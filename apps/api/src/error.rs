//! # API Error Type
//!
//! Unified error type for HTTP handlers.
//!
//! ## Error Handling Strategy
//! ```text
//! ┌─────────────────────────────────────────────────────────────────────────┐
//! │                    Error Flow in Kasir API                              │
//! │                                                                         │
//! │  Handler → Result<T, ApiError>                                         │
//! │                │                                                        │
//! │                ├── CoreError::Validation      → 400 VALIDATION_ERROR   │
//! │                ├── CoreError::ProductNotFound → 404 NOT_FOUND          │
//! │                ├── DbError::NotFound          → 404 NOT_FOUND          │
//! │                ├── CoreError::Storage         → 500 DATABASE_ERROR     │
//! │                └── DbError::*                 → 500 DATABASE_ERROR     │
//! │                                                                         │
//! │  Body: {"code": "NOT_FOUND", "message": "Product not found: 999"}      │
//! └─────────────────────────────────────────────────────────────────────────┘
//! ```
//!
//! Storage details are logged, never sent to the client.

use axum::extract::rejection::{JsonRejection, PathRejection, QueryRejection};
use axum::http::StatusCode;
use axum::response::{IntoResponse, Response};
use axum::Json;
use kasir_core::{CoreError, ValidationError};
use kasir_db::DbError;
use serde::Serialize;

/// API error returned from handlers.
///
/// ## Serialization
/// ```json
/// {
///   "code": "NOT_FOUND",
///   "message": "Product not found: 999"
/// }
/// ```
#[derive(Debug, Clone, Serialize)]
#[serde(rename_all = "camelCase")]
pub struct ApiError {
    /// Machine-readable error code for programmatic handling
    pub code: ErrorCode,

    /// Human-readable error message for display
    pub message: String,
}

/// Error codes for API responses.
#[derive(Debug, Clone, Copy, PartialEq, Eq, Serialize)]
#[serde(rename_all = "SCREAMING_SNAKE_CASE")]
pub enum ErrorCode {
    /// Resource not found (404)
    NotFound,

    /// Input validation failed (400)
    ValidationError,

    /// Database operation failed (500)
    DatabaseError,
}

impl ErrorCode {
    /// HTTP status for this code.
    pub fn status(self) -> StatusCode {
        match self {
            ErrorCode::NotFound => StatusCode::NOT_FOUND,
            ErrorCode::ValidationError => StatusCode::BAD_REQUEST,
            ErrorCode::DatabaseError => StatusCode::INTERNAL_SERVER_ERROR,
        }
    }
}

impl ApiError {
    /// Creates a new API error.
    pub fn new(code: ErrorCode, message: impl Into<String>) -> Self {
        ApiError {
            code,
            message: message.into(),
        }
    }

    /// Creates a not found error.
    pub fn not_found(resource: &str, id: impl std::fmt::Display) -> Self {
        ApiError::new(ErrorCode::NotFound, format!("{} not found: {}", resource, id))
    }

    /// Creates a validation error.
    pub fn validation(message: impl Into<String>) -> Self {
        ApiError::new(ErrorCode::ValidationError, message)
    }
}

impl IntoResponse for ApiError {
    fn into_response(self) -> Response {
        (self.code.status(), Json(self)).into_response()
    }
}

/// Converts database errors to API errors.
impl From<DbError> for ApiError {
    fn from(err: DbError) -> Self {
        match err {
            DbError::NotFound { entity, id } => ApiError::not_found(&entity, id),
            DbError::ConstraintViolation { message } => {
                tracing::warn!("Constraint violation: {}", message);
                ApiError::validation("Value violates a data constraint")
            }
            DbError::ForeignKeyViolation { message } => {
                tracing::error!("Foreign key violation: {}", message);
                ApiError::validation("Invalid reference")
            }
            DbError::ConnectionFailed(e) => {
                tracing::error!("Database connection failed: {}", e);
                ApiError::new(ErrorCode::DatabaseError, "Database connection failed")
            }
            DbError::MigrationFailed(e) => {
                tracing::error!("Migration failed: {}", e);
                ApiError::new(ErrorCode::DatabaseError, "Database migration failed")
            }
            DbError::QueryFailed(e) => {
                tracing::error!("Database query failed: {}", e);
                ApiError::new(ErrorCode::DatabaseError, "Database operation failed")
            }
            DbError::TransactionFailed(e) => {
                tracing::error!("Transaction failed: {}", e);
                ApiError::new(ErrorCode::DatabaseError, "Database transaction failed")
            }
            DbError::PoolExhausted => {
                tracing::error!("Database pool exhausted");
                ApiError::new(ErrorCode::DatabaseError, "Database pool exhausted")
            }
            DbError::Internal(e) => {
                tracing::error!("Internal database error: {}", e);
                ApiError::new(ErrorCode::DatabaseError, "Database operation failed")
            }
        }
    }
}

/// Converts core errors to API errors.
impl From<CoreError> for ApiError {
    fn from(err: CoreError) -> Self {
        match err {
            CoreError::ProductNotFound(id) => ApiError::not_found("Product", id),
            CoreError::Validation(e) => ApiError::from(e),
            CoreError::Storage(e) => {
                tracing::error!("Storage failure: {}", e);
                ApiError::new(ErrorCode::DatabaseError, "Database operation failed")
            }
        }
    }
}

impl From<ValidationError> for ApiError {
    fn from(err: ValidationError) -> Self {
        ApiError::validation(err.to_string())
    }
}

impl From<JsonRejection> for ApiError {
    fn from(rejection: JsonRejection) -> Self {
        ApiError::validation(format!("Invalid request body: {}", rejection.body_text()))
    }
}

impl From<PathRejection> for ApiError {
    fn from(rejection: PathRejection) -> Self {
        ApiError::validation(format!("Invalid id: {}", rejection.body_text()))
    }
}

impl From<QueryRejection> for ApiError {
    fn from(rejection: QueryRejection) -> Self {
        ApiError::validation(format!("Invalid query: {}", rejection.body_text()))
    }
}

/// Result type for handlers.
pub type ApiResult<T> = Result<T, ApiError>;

= = = = = = =

> _PROMPT_:
In the material, find each line with the word "JsonRejection" and list it.

> _COMPLETED TASK_:
use axum::extract::rejection::{JsonRejection, PathRejection, QueryRejection};
impl From<JsonRejection> for ApiError {
    fn from(rejection: JsonRejection) -> Self {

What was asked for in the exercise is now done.